**EXERCISE GOAL**
Which lines below contain "groq"? Copy every one of them.

____ SUPPLIED ENTRIES

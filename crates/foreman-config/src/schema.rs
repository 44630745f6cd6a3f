use std::collections::HashMap;

use serde::{Deserialize, Serialize};

#[derive(Debug, Clone, Serialize, Deserialize, Default)]
#[serde(rename_all = "camelCase", default)]
pub struct Config {
    pub agent: AgentDefaults,
    pub subagents: SubagentsConfig,
    pub providers: ProvidersConfig,
    pub tools: ToolsConfig,
    /// External tool hosts spoken to over stdio.
    pub mcp_servers: Vec<McpServerConfig>,
}

impl Config {
    /// Apply `MODEL` and `OPENAI_BASE_URL` overrides from the environment.
    ///
    /// Takes a lookup function so tests don't have to mutate process env.
    pub fn apply_env_overrides<F>(&mut self, lookup: F)
    where
        F: Fn(&str) -> Option<String>,
    {
        if let Some(model) = lookup("MODEL").filter(|m| !m.is_empty()) {
            self.agent.model = model;
        }
        if let Some(base) = lookup("OPENAI_BASE_URL").filter(|b| !b.is_empty()) {
            self.providers
                .openai
                .get_or_insert_with(ProviderConfig::default)
                .api_base = Some(base);
        }
    }

    /// Look up the provider section by provider name.
    pub fn provider(&self, name: &str) -> Option<&ProviderConfig> {
        match name {
            "openai" => self.providers.openai.as_ref(),
            "anthropic" => self.providers.anthropic.as_ref(),
            "ollama" => self.providers.ollama.as_ref(),
            "openrouter" => self.providers.openrouter.as_ref(),
            "deepseek" => self.providers.deepseek.as_ref(),
            "groq" => self.providers.groq.as_ref(),
            "gemini" => self.providers.gemini.as_ref(),
            "mistral" => self.providers.mistral.as_ref(),
            _ => None,
        }
    }
}

#[derive(Debug, Clone, Serialize, Deserialize)]
#[serde(rename_all = "camelCase", default)]
pub struct AgentDefaults {
    pub provider: String,
    pub model: String,
    pub workspace: String,
    pub max_tokens: u32,
    pub temperature: f32,
    /// Directory scanned for `<name>/SKILL.md` knowledge modules.
    /// Defaults to `./skills` when unset.
    pub skills_dir: Option<String>,
}

impl Default for AgentDefaults {
    fn default() -> Self {
        Self {
            provider: "openai".into(),
            model: "gpt-4o".into(),
            workspace: "~/.foreman/workspace".into(),
            max_tokens: 8192,
            temperature: 0.7,
            skills_dir: None,
        }
    }
}

#[derive(Debug, Clone, Serialize, Deserialize)]
#[serde(rename_all = "camelCase", default)]
pub struct SubagentsConfig {
    /// Model-call/execute cycles a delegated worker may use before giving up.
    pub max_iterations: usize,
    /// Extra delegation profiles registered alongside the builtin ones.
    pub profiles: Vec<ProfileConfig>,
}

impl Default for SubagentsConfig {
    fn default() -> Self {
        Self {
            max_iterations: 10,
            profiles: Vec::new(),
        }
    }
}

#[derive(Debug, Clone, Serialize, Deserialize, Default)]
#[serde(rename_all = "camelCase")]
pub struct ProfileConfig {
    pub name: String,
    pub description: String,
    pub system_prompt: String,
    /// Tool allow-list. Absent means the worker inherits every parent tool.
    #[serde(default, skip_serializing_if = "Option::is_none")]
    pub tools: Option<Vec<String>>,
}

#[derive(Debug, Clone, Serialize, Deserialize, Default)]
#[serde(rename_all = "camelCase", default)]
pub struct ProvidersConfig {
    pub openai: Option<ProviderConfig>,
    pub anthropic: Option<ProviderConfig>,
    pub ollama: Option<ProviderConfig>,
    pub openrouter: Option<ProviderConfig>,
    pub deepseek: Option<ProviderConfig>,
    pub groq: Option<ProviderConfig>,
    pub gemini: Option<ProviderConfig>,
    pub mistral: Option<ProviderConfig>,
}

#[derive(Debug, Clone, Serialize, Deserialize, Default)]
#[serde(rename_all = "camelCase", default)]
pub struct ProviderConfig {
    pub api_key: Option<String>,
    pub api_base: Option<String>,
}

#[derive(Debug, Clone, Serialize, Deserialize, Default)]
#[serde(rename_all = "camelCase", default)]
pub struct ToolsConfig {
    pub restrict_to_workspace: bool,
    pub exec: ExecToolConfig,
}

#[derive(Debug, Clone, Serialize, Deserialize)]
#[serde(rename_all = "camelCase", default)]
pub struct ExecToolConfig {
    pub timeout_secs: u64,
}

impl Default for ExecToolConfig {
    fn default() -> Self {
        Self { timeout_secs: 60 }
    }
}

#[derive(Debug, Clone, Serialize, Deserialize, Default, PartialEq)]
#[serde(rename_all = "camelCase")]
pub struct McpServerConfig {
    pub name: String,
    pub command: String,
    #[serde(default)]
    pub args: Vec<String>,
    #[serde(default)]
    pub env: HashMap<String, String>,
}

#[cfg(test)]
mod tests {
    use super::*;

    #[test]
    fn empty_object_uses_defaults() {
        let cfg: Config = serde_json::from_value(serde_json::json!({})).unwrap();
        assert_eq!(cfg.agent.provider, "openai");
        assert_eq!(cfg.agent.model, "gpt-4o");
        assert_eq!(cfg.subagents.max_iterations, 10);
        assert_eq!(cfg.tools.exec.timeout_secs, 60);
        assert!(cfg.mcp_servers.is_empty());
    }

    #[test]
    fn profiles_and_servers_parse_camel_case() {
        let cfg: Config = serde_json::from_value(serde_json::json!({
            "subagents": {
                "maxIterations": 4,
                "profiles": [{
                    "name": "reviewer",
                    "description": "Reviews diffs",
                    "systemPrompt": "You review code.",
                    "tools": ["read"]
                }]
            },
            "mcpServers": [{ "name": "git", "command": "mcp-git" }]
        }))
        .unwrap();

        assert_eq!(cfg.subagents.max_iterations, 4);
        let profile = &cfg.subagents.profiles[0];
        assert_eq!(profile.system_prompt, "You review code.");
        assert_eq!(profile.tools.as_deref(), Some(&["read".to_string()][..]));
        assert_eq!(cfg.mcp_servers[0].command, "mcp-git");
        assert!(cfg.mcp_servers[0].args.is_empty());
    }

    #[test]
    fn env_overrides_model_and_base_url() {
        let mut cfg = Config::default();
        cfg.apply_env_overrides(|key| match key {
            "MODEL" => Some("gpt-4o-mini".into()),
            "OPENAI_BASE_URL" => Some("http://localhost:8080/v1".into()),
            _ => None,
        });
        assert_eq!(cfg.agent.model, "gpt-4o-mini");
        assert_eq!(
            cfg.provider("openai").and_then(|p| p.api_base.as_deref()),
            Some("http://localhost:8080/v1")
        );
    }

    #[test]
    fn empty_env_values_are_ignored() {
        let mut cfg = Config::default();
        cfg.apply_env_overrides(|_| Some(String::new()));
        assert_eq!(cfg.agent.model, "gpt-4o");
        assert!(cfg.providers.openai.is_none());
    }
}
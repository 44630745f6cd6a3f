pub mod conversation;
pub mod r#loop;
pub mod skills;
pub mod subagent;

pub use conversation::{Conversation, Turn};
pub use r#loop::AgentLoop;
pub use skills::{Skill, SkillRegistry};
pub use subagent::{builtin_profiles, SubagentManager, SubagentProfile, SubagentResult, WorkerAgent};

________

**COMPLETED TASK**
            "groq" => self.providers.groq.as_ref(),
    pub groq: Option<ProviderConfig>,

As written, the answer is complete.